Mark Meadows, the White House chief of staff, said on Sunday that no mail-sorting machines would be dismantled before Election Day and insisted that the notion that they would be was a false “political narrative by my Democrat colleagues.”

“The president of the United States is not going to interfere with anybody casting their votes in a legitimate way, whether it’s the post office or anything else,” he said, speaking on CNN’s “State of the Union.”

But Democrats point to the Postal Service’s decision to tell states last month that it may not be able to meet their deadlines for delivering last-minute mail-in ballots.

“The postmaster general and top Postal Service leadership must answer to the Congress and the American people as to why they are pushing these dangerous new policies that threaten to silence the voices of millions, just months before the election,” top Democrats said in a joint statement on Sunday. Mr. DeJoy had been scheduled to appear before the House Oversight Committee in late September, and lawmakers have already requested information about the changes.

But Ms. Pelosi and Representative Carolyn B. Maloney of New York, the chairwoman of the House Oversight Committee, pressed for Mr. DeJoy and Robert M. Duncan, the chairman of the Postal Service Board of Governors, to testify on Aug. 24. Mr. Schumer and Senator Gary Peters of Michigan, the top Democrat on the Homeland Security Committee, said Senate Democrats had begun investigating the slowdown in mail deliveries. Mr. Peters urged his Republican counterpart, Senator Ron Johnson of Wisconsin, to hold a similar hearing.

A coalition of Democratic attorneys general are also considering suing the administration over the implications of recent policy changes at the Postal Service for the November election. Washington State is expected to be the first to file this week, and Pennsylvania and New York are likely to follow, according to two people with knowledge of the discussions.

“We are going to make sure that every American’s vote counts this fall, whether cast by mail or in person,” said Mark R. Herring, the attorney general of Virginia, one of the states considering legal action. “My colleagues and I are working as we speak to determine what Trump and DeJoy are doing, whether they have already violated or are likely to violate any laws, and what tools we have at our disposal to put a stop to President Trump’s ongoing attack on our Postal Service and our democracy.”

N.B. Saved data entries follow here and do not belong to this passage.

//! Transform service
//!
//! Entry point for hosts: owns the task registry, submits the startup list
//! once and stops everything on shutdown.

use std::sync::atomic::{AtomicBool, Ordering};
use std::sync::Arc;

use crate::error::Result;
use crate::media::DecoderFactory;
use crate::registry::{StreamEndpoints, StreamPath};
use crate::stats::{ServiceStats, TaskStats};
use crate::transform::{ProcessSpawner, TaskRegistry, TaskRequest, TransformConfig, TransformTask};

/// Runs transform tasks against a host's stream endpoints
pub struct TransformService {
    tasks: TaskRegistry,
    started: AtomicBool,
}

impl TransformService {
    /// Create a service running the configured transcoder binary
    pub fn new(endpoints: Arc<dyn StreamEndpoints>, config: TransformConfig) -> Self {
        Self {
            tasks: TaskRegistry::new(endpoints, config),
            started: AtomicBool::new(false),
        }
    }

    /// Create a service with a custom process spawner and output decoder
    pub fn with_parts(
        endpoints: Arc<dyn StreamEndpoints>,
        config: TransformConfig,
        spawner: Arc<dyn ProcessSpawner>,
        decoders: Arc<dyn DecoderFactory>,
    ) -> Self {
        Self {
            tasks: TaskRegistry::with_parts(endpoints, config, spawner, decoders),
            started: AtomicBool::new(false),
        }
    }

    pub fn tasks(&self) -> &TaskRegistry {
        &self.tasks
    }

    pub fn config(&self) -> &TransformConfig {
        self.tasks.config()
    }

    /// Request a transform
    ///
    /// Returns as soon as the task exists; the transcoder starts in the
    /// background.
    pub async fn request(&self, request: TaskRequest) -> Result<Arc<TransformTask>> {
        Ok(self.tasks.create(request).await?)
    }

    /// Stop the transform publishing at `output`
    ///
    /// Returns whether a task was running there.
    pub async fn stop(&self, output: impl Into<StreamPath>) -> bool {
        self.tasks.remove(&output.into()).await.is_some()
    }

    pub async fn task(&self, output: impl Into<StreamPath>) -> Option<Arc<TransformTask>> {
        self.tasks.get(&output.into()).await
    }

    /// Snapshots of all live tasks, oldest first
    pub async fn list(&self) -> Vec<TaskStats> {
        self.tasks.list().await.iter().map(|t| t.stats()).collect()
    }

    pub async fn stats(&self) -> ServiceStats {
        let mut stats = ServiceStats::new();
        for task in self.list().await {
            stats.add_task(&task);
        }
        stats.total_tasks = self.tasks.created_count();
        stats.rejected_requests = self.tasks.rejected_count();
        stats
    }

    /// Submit the configured startup requests
    ///
    /// Only the first call does anything. Returns the number of tasks
    /// created; rejected entries are logged and skipped.
    pub async fn run_startup(&self) -> usize {
        if self.started.swap(true, Ordering::AcqRel) {
            return 0;
        }

        let requests = self.config().on_start.clone();
        let mut created = 0;
        for request in requests {
            let source = request.source_path.clone();
            match self.tasks.create(request).await {
                Ok(_) => created += 1,
                Err(e) => {
                    tracing::warn!(source = %source, error = %e, "Startup transform skipped");
                }
            }
        }

        tracing::info!(created = created, "Startup transforms submitted");
        created
    }

    /// Stop every task and wait for their supervisors to finish
    pub async fn shutdown(&self) {
        let tasks = self.tasks.drain().await;
        tracing::info!(tasks = tasks.len(), "Shutting down transforms");

        for task in tasks {
            task.join().await;
        }
    }
}
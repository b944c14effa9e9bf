//! Transform mode selection
//!
//! | Mode            | Input | Output | Restart     |
//! |-----------------|-------|--------|-------------|
//! | `PipeInPipeOut` | pipe  | pipe   | continuous  |
//! | `UrlInUrlOut`   | URL   | URL    | single run  |
//! | `PipeInUrlOut`  | pipe  | URL    | continuous  |

use serde::Deserialize;

/// Wiring topology requested for a task
///
/// Deserializes from either the numeric code (`0`, `1`, `2`) or the
/// snake_case name (`"pipe_in_pipe_out"`).
#[derive(Debug, Clone, Copy, PartialEq, Eq, Hash, Default, Deserialize)]
#[serde(try_from = "ModeValue")]
pub enum TransformMode {
    /// Subscribed samples in through stdin, output read from stdout and republished
    #[default]
    PipeInPipeOut,
    /// Transcoder pulls from and pushes to network URLs itself
    UrlInUrlOut,
    /// Subscribed samples in through stdin, transcoder pushes to a URL
    PipeInUrlOut,
}

/// Serialized form of a mode
#[derive(Deserialize)]
#[serde(untagged)]
enum ModeValue {
    Code(i64),
    Name(String),
}

impl TryFrom<ModeValue> for TransformMode {
    type Error = String;

    fn try_from(value: ModeValue) -> Result<Self, Self::Error> {
        match value {
            ModeValue::Code(code) => {
                TransformMode::from_code(code).ok_or_else(|| format!("unknown mode code {}", code))
            }
            ModeValue::Name(name) => {
                TransformMode::from_name(&name).ok_or_else(|| format!("unknown mode {:?}", name))
            }
        }
    }
}

/// Where the transcoder reads from
#[derive(Debug, Clone, Copy, PartialEq, Eq)]
pub enum InputSide {
    Pipe,
    Url,
}

/// Where the transcoder writes to
#[derive(Debug, Clone, Copy, PartialEq, Eq)]
pub enum OutputSide {
    Pipe,
    Url,
}

/// What the supervisor does after the process exits
#[derive(Debug, Clone, Copy, PartialEq, Eq)]
pub enum RestartPolicy {
    /// Restart after backoff until stopped
    Continuous,
    /// End the task after the first exit
    Once,
}

/// Wiring derived from a mode; fixed for the task's lifetime
#[derive(Debug, Clone, Copy, PartialEq, Eq)]
pub struct Wiring {
    pub input: InputSide,
    pub output: OutputSide,
    pub restart: RestartPolicy,
}

impl Wiring {
    pub fn pipes_input(&self) -> bool {
        self.input == InputSide::Pipe
    }

    pub fn pipes_output(&self) -> bool {
        self.output == OutputSide::Pipe
    }
}

impl TransformMode {
    /// Map the numeric code used by operators and startup lists
    pub fn from_code(code: i64) -> Option<Self> {
        match code {
            0 => Some(TransformMode::PipeInPipeOut),
            1 => Some(TransformMode::UrlInUrlOut),
            2 => Some(TransformMode::PipeInUrlOut),
            _ => None,
        }
    }

    /// Map the snake_case mode name
    pub fn from_name(name: &str) -> Option<Self> {
        match name {
            "pipe_in_pipe_out" => Some(TransformMode::PipeInPipeOut),
            "url_in_url_out" => Some(TransformMode::UrlInUrlOut),
            "pipe_in_url_out" => Some(TransformMode::PipeInUrlOut),
            _ => None,
        }
    }

    pub fn code(&self) -> u8 {
        match self {
            TransformMode::PipeInPipeOut => 0,
            TransformMode::UrlInUrlOut => 1,
            TransformMode::PipeInUrlOut => 2,
        }
    }

    /// Select the wiring topology for this mode
    pub fn wiring(&self) -> Wiring {
        match self {
            TransformMode::PipeInPipeOut => Wiring {
                input: InputSide::Pipe,
                output: OutputSide::Pipe,
                restart: RestartPolicy::Continuous,
            },
            TransformMode::UrlInUrlOut => Wiring {
                input: InputSide::Url,
                output: OutputSide::Url,
                restart: RestartPolicy::Once,
            },
            TransformMode::PipeInUrlOut => Wiring {
                input: InputSide::Pipe,
                output: OutputSide::Url,
                restart: RestartPolicy::Continuous,
            },
        }
    }

    /// Suffix appended to the source path when no output path is given
    pub fn path_suffix(&self) -> String {
        format!("-ts{}", self.code())
    }
}

impl std::fmt::Display for TransformMode {
    fn fmt(&self, f: &mut std::fmt::Formatter<'_>) -> std::fmt::Result {
        match self {
            TransformMode::PipeInPipeOut => write!(f, "pipe-in/pipe-out"),
            TransformMode::UrlInUrlOut => write!(f, "url-in/url-out"),
            TransformMode::PipeInUrlOut => write!(f, "pipe-in/url-out"),
        }
    }
}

The changes under Mr. DeJoy, who has significant financial interests in the Postal Service’s rivals and contractors, in addition to Mr. Trump’s frequent attacks on the agency, have prompted concerns about its politicization. Since his appointment in May, Mr. DeJoy has put in place cost-cutting measures that he says are intended to overhaul an agency beleaguered by billion-dollar losses.

Mr. Trump, for his part, has assailed the service near daily, baselessly claiming that the election could be riddled with fraud if voting by mail is widely used. (He also requested an absentee ballot in Florida, public records show.) He has made clear that he opposes providing additional relief to the agency, though he said he would not veto an economic stimulus package over such funding.

Protesters in Washington called over the weekend for the resignation of the postmaster general, saying changes under his purview had jeopardized people’s ability to vote.

About 100 people gathered outside Mr. DeJoy’s apartment complex on Saturday, according to videos posted on social media. Banging spoons on pots, blaring horns and chanting “resign” in the wealthy residential neighborhood of Kalorama, many in the group were wearing masks and maintaining social distance.

Posts on social media also showed protesters delivering fake absentee ballots to the entrance of Mr. DeJoy’s building, cluttering the glass front doors with folded sheets of paper that read: “Save the post office. Save our democracy.”